# Manipulaciones de Strings


Python en es parte muy usado por su facilidad a la hora de manipular strings

In [1]:
val = 'a,b, guido'
val.split(',')

['a', 'b', ' guido']

In [2]:
pieces = [x.strip() for x in val.split(',')]
pieces

['a', 'b', 'guido']

In [4]:
first, second, third = pieces
print(f'{first}, {second}, {third}')

a, b, guido


In [None]:
'::'.join(pieces) # podemos unir las el metodo join

In [None]:
'guido' in val

In [5]:
val.index(',')

1

In [6]:
val.find(':')

-1

Observar que la diferencia entre los 2 ultimos es que index eleva un error cuando no encuentra el valor adecuando en cambio find lo que hace es devolver -1

## Python String Methods

| Method | Description |
|---|---|
| `count(substring)` | Returns the number of non-overlapping occurrences of `substring` in the string. |
| `endswith(suffix)` | Returns `True` if the string ends with `suffix`. |
| `startswith(prefix)` | Returns `True` if the string starts with `prefix`. |
| `join(iterable)` | Uses the string as a delimiter to concatenate a sequence of other strings. |
| `index(substring)` | Returns the position of the first character in `substring` if found in the string; raises `ValueError` if not found. |
| `find(substring)` | Returns the position of the first character of the first occurrence of `substring` in the string; like `index`, but returns -1 if not found. |
| `rfind(substring)` | Returns the position of the first character of the last occurrence of `substring` in the string; returns -1 if not found. |
| `replace(old, new)` | Replaces occurrences of `old` with `new`. |
| `strip()`, `rstrip()`, `lstrip()` | Trim whitespace, including newlines; equivalent to `x.strip()` (and `rstrip`, `lstrip`, respectively) for each element. |
| `split(delimiter)` | Breaks the string into a list of substrings using the passed delimiter. |
| `lower()` | Converts alphabet characters to lowercase. |
| `upper()` | Converts alphabet characters to uppercase. |
| `casefold()` | Converts characters to lowercase, and converts any region-specific variable character combinations to a common comparable form. |
| `ljust(width, fillchar=' ')`, `rjust(width, fillchar=' ')` | Left justify or right justify, respectively; pad the opposite side of the string with spaces (or some other fill character) to return a string with a minimum width. |


# Expresiones Regulares

las expresiones regulares on strings que respetan uan convencion de escritura y cuyo uso es para encontrar secuencias que respetan cierto patrones dentro de un texto.

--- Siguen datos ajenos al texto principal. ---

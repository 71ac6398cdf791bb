// SPDX-License-Identifier: Apache-2.0
// Copyright 2025 itsakeyfut
//
// Licensed under the Apache License, Version 2.0 (the "License");
// you may not use this file except in compliance with the License.
// You may obtain a copy of the License at
//
//     http://www.apache.org/licenses/LICENSE-2.0
//
// Unless required by applicable law or agreed to in writing, software
// distributed under the License is distributed on an "AS IS" BASIS,
// WITHOUT WARRANTIES OR CONDITIONS OF ANY KIND, either express or implied.
// See the License for the specific language governing permissions and
// limitations under the License.

//! Command line front end for a directory-backed bridge
//!
//! Every invocation mounts the store, runs one command against the
//! headless core and exports whatever changed.

use clap::{Parser, Subcommand, ValueEnum};
use log::{error, info};
use savebridge::core::session::{derive_save_path, resolve_game_path};
use savebridge::core::{
    classify, Bridge, BridgeConfig, DirStore, HeadlessCore, IngestKind, SaveStateFlags,
};
use serde::Serialize;
use std::path::PathBuf;
use std::sync::Arc;

/// Emulator save bridge
#[derive(Parser)]
#[command(name = "savebridge")]
#[command(about = "Manage games, saves and save-states in a durable store", long_about = None)]
struct Args {
    /// TOML configuration file
    #[arg(short, long)]
    config: Option<PathBuf>,

    /// Store directory (overrides configuration)
    #[arg(short, long)]
    store: Option<PathBuf>,

    #[command(subcommand)]
    command: Command,
}

#[derive(Subcommand)]
enum Command {
    /// Upload files into the store
    Ingest {
        #[arg(required = true)]
        files: Vec<PathBuf>,

        /// Upload kind (guessed from the extension when omitted)
        #[arg(short, long)]
        kind: Option<KindArg>,
    },

    /// List stored files
    List {
        #[arg(long)]
        json: bool,
    },

    /// Copy a game's battery save to a host file
    GetSave {
        game: String,

        #[arg(short, long)]
        output: PathBuf,
    },

    /// Save or load a save-state slot
    State {
        action: StateAction,
        game: String,
        slot: u32,

        /// Component mask, decimal or 0x-prefixed hex
        #[arg(long, value_parser = parse_flags)]
        flags: Option<SaveStateFlags>,
    },
}

#[derive(Clone, Copy, ValueEnum)]
enum KindArg {
    Rom,
    Save,
    Cheats,
}

impl From<KindArg> for IngestKind {
    fn from(kind: KindArg) -> Self {
        match kind {
            KindArg::Rom => IngestKind::Rom,
            KindArg::Save => IngestKind::SaveOrState,
            KindArg::Cheats => IngestKind::Cheats,
        }
    }
}

#[derive(Clone, Copy, ValueEnum)]
enum StateAction {
    Save,
    Load,
}

#[derive(Serialize)]
struct Listing {
    games: Vec<String>,
    saves: Vec<String>,
    states: Vec<String>,
    cheats: Vec<String>,
    screenshots: Vec<String>,
}

fn parse_flags(s: &str) -> Result<SaveStateFlags, String> {
    let bits = match s.strip_prefix("0x").or_else(|| s.strip_prefix("0X")) {
        Some(hex) => u32::from_str_radix(hex, 16),
        None => s.parse(),
    }
    .map_err(|e| format!("invalid flags {:?}: {}", s, e))?;
    Ok(SaveStateFlags::from_raw(bits))
}

#[tokio::main]
async fn main() -> Result<(), Box<dyn std::error::Error>> {
    // Load .env file if present; a missing file is not an error
    if let Err(e) = dotenvy::dotenv() {
        if !e.not_found() {
            eprintln!("Warning: Failed to load .env file: {}", e);
        }
    }

    // Initialize logger with default level INFO
    env_logger::Builder::from_env(env_logger::Env::default().default_filter_or("info")).init();

    let args = Args::parse();

    let mut config = match &args.config {
        Some(path) => BridgeConfig::load_from_file(path)?,
        None => BridgeConfig::default(),
    };
    config.apply_env()?;
    if let Some(store) = args.store {
        config.store_dir = store;
    }

    info!("savebridge v{}", env!("CARGO_PKG_VERSION"));
    info!("Store: {}", config.store_dir.display());

    let store = Arc::new(DirStore::new(&config.store_dir));
    let mut bridge = Bridge::from_config(&config, store, HeadlessCore::new())?;
    bridge.mount().await?;

    match args.command {
        Command::Ingest { files, kind } => {
            for file in files {
                let Some(name) = file.file_name().and_then(|n| n.to_str()) else {
                    error!("Skipping {}: no usable file name", file.display());
                    continue;
                };
                let upload_kind = match kind {
                    Some(kind) => IngestKind::from(kind),
                    None => match classify(name) {
                        Ok(class) => IngestKind::for_class(class),
                        Err(e) => {
                            error!("Skipping {}: {}", file.display(), e);
                            continue;
                        }
                    },
                };

                let bytes = tokio::fs::read(&file).await?;
                if bridge.ingest(name, &bytes, upload_kind).await? {
                    info!("Ingested {} as {}", name, upload_kind);
                } else {
                    error!("Refused {} as {}", name, upload_kind);
                }
            }
        }

        Command::List { json } => {
            let listing = Listing {
                games: bridge.list_games()?,
                saves: bridge.list_saves()?,
                states: bridge.list_states()?,
                cheats: bridge.list_cheats()?,
                screenshots: bridge.list_screenshots()?,
            };
            if json {
                println!("{}", serde_json::to_string_pretty(&listing)?);
            } else {
                for (dir, names) in [
                    ("games", &listing.games),
                    ("saves", &listing.saves),
                    ("states", &listing.states),
                    ("cheats", &listing.cheats),
                    ("screenshots", &listing.screenshots),
                ] {
                    println!("{}/", dir);
                    for name in names {
                        println!("  {}", name);
                    }
                }
            }
        }

        Command::GetSave { game, output } => {
            let game_path = resolve_game_path(bridge.layout(), &game);
            let save_path = derive_save_path(bridge.layout(), &game_path);
            let data = bridge.fs().read_file(&save_path)?;
            tokio::fs::write(&output, data).await?;
            info!("Wrote {} ({} bytes) to {}", save_path, data.len(), output.display());
        }

        Command::State {
            action,
            game,
            slot,
            flags,
        } => {
            if !bridge.open_game(&game)? {
                return Err(format!("cannot load {}", game).into());
            }
            let ok = match action {
                StateAction::Save => bridge.save_state_slot(slot, flags).await?,
                StateAction::Load => bridge.load_state_slot(slot, flags)?,
            };
            if !ok {
                return Err(format!("save-state slot {} failed", slot).into());
            }
            info!(
                "Slot {} done, frame {}, {} cheats active",
                slot,
                bridge.core().frame_count(),
                bridge.core().cheats().map_or(0, <[String]>::len)
            );
        }
    }

    bridge.export().await?;
    Ok(())
}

Python utliza una libreria llamada re para dar soporte a las expresiones regulares.

In [7]:
import re

In [9]:
text = "foo bar\t baz \tqux"
re.split('\s+', text)

  re.split('\s+', text)


['foo', 'bar', 'baz', 'qux']

In [11]:
regex = re.compile('\s+') # compile nos permite guardar el objeto regex lo que es muy util para mejorar los tiempos y recursos de porcesamiento si es que la expresion se utilizara mulitples veces

  regex = re.compile('\s+') # compile nos permite guardar el objeto regex lo que es muy util para mejorar los tiempos y recursos de porcesamiento si es que la expresion se utilizara mulitples veces


In [12]:
regex.split(text)

['foo', 'bar', 'baz', 'qux']

In [13]:
regex.findall(text)

[' ', '\t ', ' \t']

Se puede apreciar de mejor manera el poder de una regex cuando se tiene un texto que no esta "lmpio"

In [14]:
text = """Dave dave@google.com
Steve steve@gmail.com
Rob rob@gmail.com
Ryan ryan@yahoo.com
"""
pattern = r'[A-Z0-9._%+-]+@[A-Z0-9.-]+\.[A-Z]{2,4}'


In [15]:
# re.IGNORECASE makes the regex case-insensitive
regex = re.compile(pattern, flags=re.IGNORECASE)


In [16]:
regex.findall(text)

['dave@google.com', 'steve@gmail.com', 'rob@gmail.com', 'ryan@yahoo.com']

In [17]:
m = regex.search(text)

In [18]:
text[m.start():m.end()]

'dave@google.com'

Las expresiones regulares nos permiten separar cada uno de los patrones encontrados en grupos usando ()

In [20]:
pattern = r'([A-Z0-9._%+-]+)@([A-Z0-9.-]+)\.([A-Z]{2,4})'
regex = re.compile(pattern, flags=re.IGNORECASE)

In [21]:
m = regex.match('wesm@bright.net')
m.groups()

('wesm', 'bright', 'net')

In [22]:
regex.findall(text)

[('dave', 'google', 'com'),
 ('steve', 'gmail', 'com'),
 ('rob', 'gmail', 'com'),
 ('ryan', 'yahoo', 'com')]

Ganamos acceso a los crupos de las Regex usando simbolos especiales \1,\2,\3,etc

In [23]:
print(regex.sub(r'Username: \1, Domain: \2, Suffix: \3', text))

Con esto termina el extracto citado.